Xero managing director for New Zealand & Pacific Islands Craig Hudson says the data points towards a resilience across Aotearoa’s small business sector, which has demonstrated the ability to bounce back.

“The growth of revenue following Alert Level restrictions earlier in the year and more recently after the latest lockdown in Auckland indicates that our small business owners are learning to operate and adapt to this new normal in the COVID-19 world,” says Hudson.

Queenstown revenue still down despite local tourism

Overall, small business revenue in Aotearoa was up 3.4% year-on-year in September 2020. With the exception of Queenstown (and Otago), all regions across Aotearoa saw a rise in revenues year-on-year including Northland (10.7%), Canterbury (7.1%), Wellington (5.4%), and Waikato (3.7%).

“The ongoing border closure and restriction on international visitors continues to have an impact on overall revenue figures in Queenstown. Despite a surge in local tourism in the region, it’s evident Kiwis aren’t spending as much as international tourists did in 2019,” says Hudson.

“However, it is encouraging to see revenues improving year-on-year across all other regions of Aotearoa. It appears people are taking the message of buying local to heart and really embracing local small business to help keep our economy thriving.”

Looking at specific industries, most sectors recorded positive growth in September with manufacturing up 11% year-on-year, followed by improvement in construction (9%), retail trade (8%) and real estate (6%).

Hospitality remains the most affected industry, posting a -7% year-on-year decrease in September, although this is an improvement on August revenue results year-on year, which were down 9%.

“We have also seen the average time it takes for small businesses to get paid stabilise at a rate slightly faster than pre-COVID (25.1 days), suggesting Kiwis are making an effort to settle invoices and pay bills on time to support suppliers. That will be a big help to many of our small businesses.”

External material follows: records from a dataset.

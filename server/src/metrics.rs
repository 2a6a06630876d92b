//! Prometheus exporter.
//!
//! Engine metrics are described by
//! [`register_business_metrics`](marquee_engine::metrics::register_business_metrics);
//! this module adds the transport gauges and serves everything on a separate
//! listener.
//!
//! ## Gauges
//! - `marquee_ws_connections` - Open WebSocket connections

use axum::{Router, routing::get};
use metrics::describe_gauge;
use metrics_exporter_prometheus::{Matcher, PrometheusBuilder, PrometheusHandle};
use tokio::net::TcpListener;
use tokio::sync::broadcast;
use tokio::task::JoinHandle;
use tracing::{info, warn};

/// Install the global recorder.
///
/// # Errors
///
/// Returns error if a recorder is already installed or the buckets are invalid.
pub fn install_recorder() -> anyhow::Result<PrometheusHandle> {
    let handle = PrometheusBuilder::new()
        .set_buckets_for_metric(
            Matcher::Suffix("duration_seconds".to_string()),
            &[0.001, 0.005, 0.01, 0.05, 0.1, 0.25, 0.5, 1.0, 2.5, 5.0, 10.0],
        )?
        .install_recorder()?;

    marquee_engine::metrics::register_business_metrics();
    describe_gauge!("marquee_ws_connections", "Open WebSocket connections");
    Ok(handle)
}

/// Record the open WebSocket count.
#[allow(clippy::cast_precision_loss)]
pub fn record_ws_connections(count: usize) {
    metrics::gauge!("marquee_ws_connections").set(count as f64);
}

/// Router exposing `GET /metrics`.
pub fn metrics_router(handle: PrometheusHandle) -> Router {
    Router::new().route("/metrics", get(move || std::future::ready(handle.render())))
}

/// Serve metrics until shutdown is signalled.
pub fn spawn_metrics_server(
    listener: TcpListener,
    handle: PrometheusHandle,
    mut shutdown: broadcast::Receiver<()>,
) -> JoinHandle<()> {
    tokio::spawn(async move {
        if let Ok(address) = listener.local_addr() {
            info!(address = %address, "Prometheus metrics available at /metrics");
        }
        let result = axum::serve(listener, metrics_router(handle))
            .with_graceful_shutdown(async move {
                let _ = shutdown.recv().await;
            })
            .await;
        if let Err(e) = result {
            warn!(error = %e, "Metrics server failed");
        }
    })
}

Job recovery varying across the regions

Nationwide, the average number of jobs in the small business sector rose in September (0.9%) after falling in August and are now sitting at just 1.8% below pre-crisis levels.

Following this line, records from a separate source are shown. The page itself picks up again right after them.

#[cfg(test)]
#[allow(clippy::unwrap_used)]
mod tests {
    use super::*;
    use chrono::Duration;
    use proptest::prelude::*;

    fn seat(label: &str, offset: Option<u64>) -> PricedSeat {
        PricedSeat {
            seat_id: SeatId::parse(label).unwrap(),
            price_offset: offset.map(Money::new),
        }
    }

    fn request(seats: Vec<PricedSeat>) -> PricingRequest {
        PricingRequest {
            base_price: Money::new(100_000),
            seats,
            combos: Vec::new(),
            promotion: None,
            loyalty: None,
            at: Utc::now(),
        }
    }

    fn ten_percent_tickets() -> Promotion {
        Promotion {
            code: "MOVIE10".to_string(),
            scope: PromotionScope::Ticket,
            rule: DiscountRule::Percentage {
                percent: 10,
                max_discount: Some(Money::new(15_000)),
            },
            min_order_amount: Money::ZERO,
            active: true,
            starts_at: None,
            ends_at: None,
        }
    }

    #[test]
    fn seat_price_adds_offset() {
        let breakdown = PricingEngine::default()
            .price(&request(vec![seat("A1", Some(20_000)), seat("A2", None)]))
            .unwrap();
        assert_eq!(breakdown.seats[0].price, Money::new(120_000));
        assert_eq!(breakdown.seats[1].price, Money::new(100_000));
        assert_eq!(breakdown.ticket_subtotal, Money::new(220_000));
        assert_eq!(breakdown.total, Money::new(220_000));
    }

    #[test]
    fn percentage_promotion_is_capped() {
        let mut req = request(vec![seat("A1", None), seat("A2", None)]);
        req.promotion = Some(ten_percent_tickets());

        let breakdown = PricingEngine::default().price(&req).unwrap();
        assert_eq!(breakdown.ticket_subtotal, Money::new(200_000));
        assert_eq!(breakdown.discount, Money::new(15_000));
        assert_eq!(breakdown.total, Money::new(185_000));
        assert_eq!(breakdown.promotion_code.as_deref(), Some("MOVIE10"));
    }

    #[test]
    fn food_scope_ignores_tickets() {
        let mut req = request(vec![seat("A1", None)]);
        req.combos = vec![PricedCombo {
            combo_id: ComboId::new(),
            unit_price: Money::new(60_000),
            quantity: 2,
        }];
        req.promotion = Some(Promotion {
            scope: PromotionScope::Food,
            rule: DiscountRule::Percentage {
                percent: 50,
                max_discount: None,
            },
            ..ten_percent_tickets()
        });

        let breakdown = PricingEngine::default().price(&req).unwrap();
        assert_eq!(breakdown.food_subtotal, Money::new(120_000));
        assert_eq!(breakdown.discount, Money::new(60_000));
        assert_eq!(breakdown.total, Money::new(160_000));
    }

    #[test]
    fn minimum_order_rejects_instead_of_clamping() {
        let mut req = request(vec![seat("A1", None)]);
        req.promotion = Some(Promotion {
            min_order_amount: Money::new(150_000),
            ..ten_percent_tickets()
        });

        let err = PricingEngine::default().price(&req).unwrap_err();
        assert_eq!(err.code(), ErrorCode::PromotionInvalid);
    }

    #[test]
    fn expired_promotion_is_invalid() {
        let mut req = request(vec![seat("A1", None)]);
        req.promotion = Some(Promotion {
            ends_at: Some(req.at - Duration::hours(1)),
            ..ten_percent_tickets()
        });
        assert!(matches!(
            PricingEngine::default().price(&req),
            Err(PricingError::PromotionInvalid { .. })
        ));
    }

    #[test]
    fn fixed_promotion_never_exceeds_eligible_amount() {
        let mut req = request(vec![seat("A1", None)]);
        req.promotion = Some(Promotion {
            scope: PromotionScope::TotalBill,
            rule: DiscountRule::Fixed {
                amount: Money::new(500_000),
            },
            ..ten_percent_tickets()
        });
        let breakdown = PricingEngine::default().price(&req).unwrap();
        assert_eq!(breakdown.discount, Money::new(100_000));
        assert_eq!(breakdown.total, Money::ZERO);
    }

    #[test]
    fn loyalty_rules() {
        let engine = PricingEngine::default();
        let mut req = request(vec![seat("A1", None), seat("A2", None)]);

        req.loyalty = Some(LoyaltyRedemption { points: 10, balance: 500 });
        assert!(matches!(
            engine.price(&req),
            Err(PricingError::LoyaltyRedemptionInvalid { .. })
        ));

        req.loyalty = Some(LoyaltyRedemption { points: 50, balance: 40 });
        assert!(engine.price(&req).is_err());

        // 200_000 gross, cap 100_000 = 100 points
        req.loyalty = Some(LoyaltyRedemption { points: 101, balance: 500 });
        assert!(engine.price(&req).is_err());

        req.loyalty = Some(LoyaltyRedemption { points: 100, balance: 500 });
        let breakdown = engine.price(&req).unwrap();
        assert_eq!(breakdown.loyalty_discount, Money::new(100_000));
        assert_eq!(breakdown.loyalty_points, 100);
        assert_eq!(breakdown.total, Money::new(100_000));
    }

    #[test]
    fn zero_points_means_no_redemption() {
        let mut req = request(vec![seat("A1", None)]);
        req.loyalty = Some(LoyaltyRedemption { points: 0, balance: 0 });
        let breakdown = PricingEngine::default().price(&req).unwrap();
        assert_eq!(breakdown.loyalty_discount, Money::ZERO);
    }

    proptest! {
        #[test]
        fn total_matches_components(
            base in 0u64..500_000,
            offsets in proptest::collection::vec(proptest::option::of(0u64..100_000), 0..8),
            quantity in 0u32..5,
            percent in 1u8..=100,
            cap in proptest::option::of(0u64..200_000),
        ) {
            let seats = offsets
                .iter()
                .enumerate()
                .map(|(i, offset)| seat(&format!("A{}", i + 1), *offset))
                .collect();
            let mut req = request(seats);
            req.base_price = Money::new(base);
            req.combos = vec![PricedCombo {
                combo_id: ComboId::new(),
                unit_price: Money::new(45_000),
                quantity,
            }];
            req.promotion = Some(Promotion {
                scope: PromotionScope::TotalBill,
                rule: DiscountRule::Percentage { percent, max_discount: cap.map(Money::new) },
                ..ten_percent_tickets()
            });

            let b = PricingEngine::default().price(&req).unwrap();
            let gross = b.ticket_subtotal.amount() + b.food_subtotal.amount();
            prop_assert!(b.discount.amount() <= gross);
            prop_assert_eq!(
                b.total.amount(),
                gross.saturating_sub(b.discount.amount() + b.loyalty_discount.amount())
            );
        }

        #[test]
        fn loyalty_never_exceeds_half(points in 0u64..1_000, seats in 1usize..6) {
            let mut req = request(
                (0..seats).map(|i| seat(&format!("B{}", i + 1), None)).collect(),
            );
            req.loyalty = Some(LoyaltyRedemption { points, balance: 1_000 });
            if let Ok(b) = PricingEngine::default().price(&req) {
                let gross = b.ticket_subtotal.amount() + b.food_subtotal.amount();
                prop_assert!(b.loyalty_discount.amount() * 2 <= gross);
            }
        }
    }
}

Regionally jobs were up, compared to March 2020, in Wellington (3.9%), Hawke’s Bay (3.0%) and Canterbury (2.2%), while the rest of the country reported jobs still below March 2020 levels including Northland (-7.9%), Queenstown (-6.1%), Waikato (-3.0%) and Auckland (-2.8%).

“While most regions are yet to recover all jobs lost since March, the fact jobs numbers haven’t declined further as wage subsidies begin to wane is promising,” says Hudson.

Hospitality jobs remain the hardest hit with employment figures down 10.8% on the first week of March pre-crisis figures.

“Looking at the employment figures compared to revenue, it seems hospitality business owners are working longer hours without hiring extra hands due to the uncertainty of the future.

“It’s a reminder that many small business owners across the country are doing everything they can to keep things afloat right now and are a long way off ‘business as usual’. Workplace wellbeing is more important than ever with both business owners and employees needing as much support as possible,” concludes Hudson.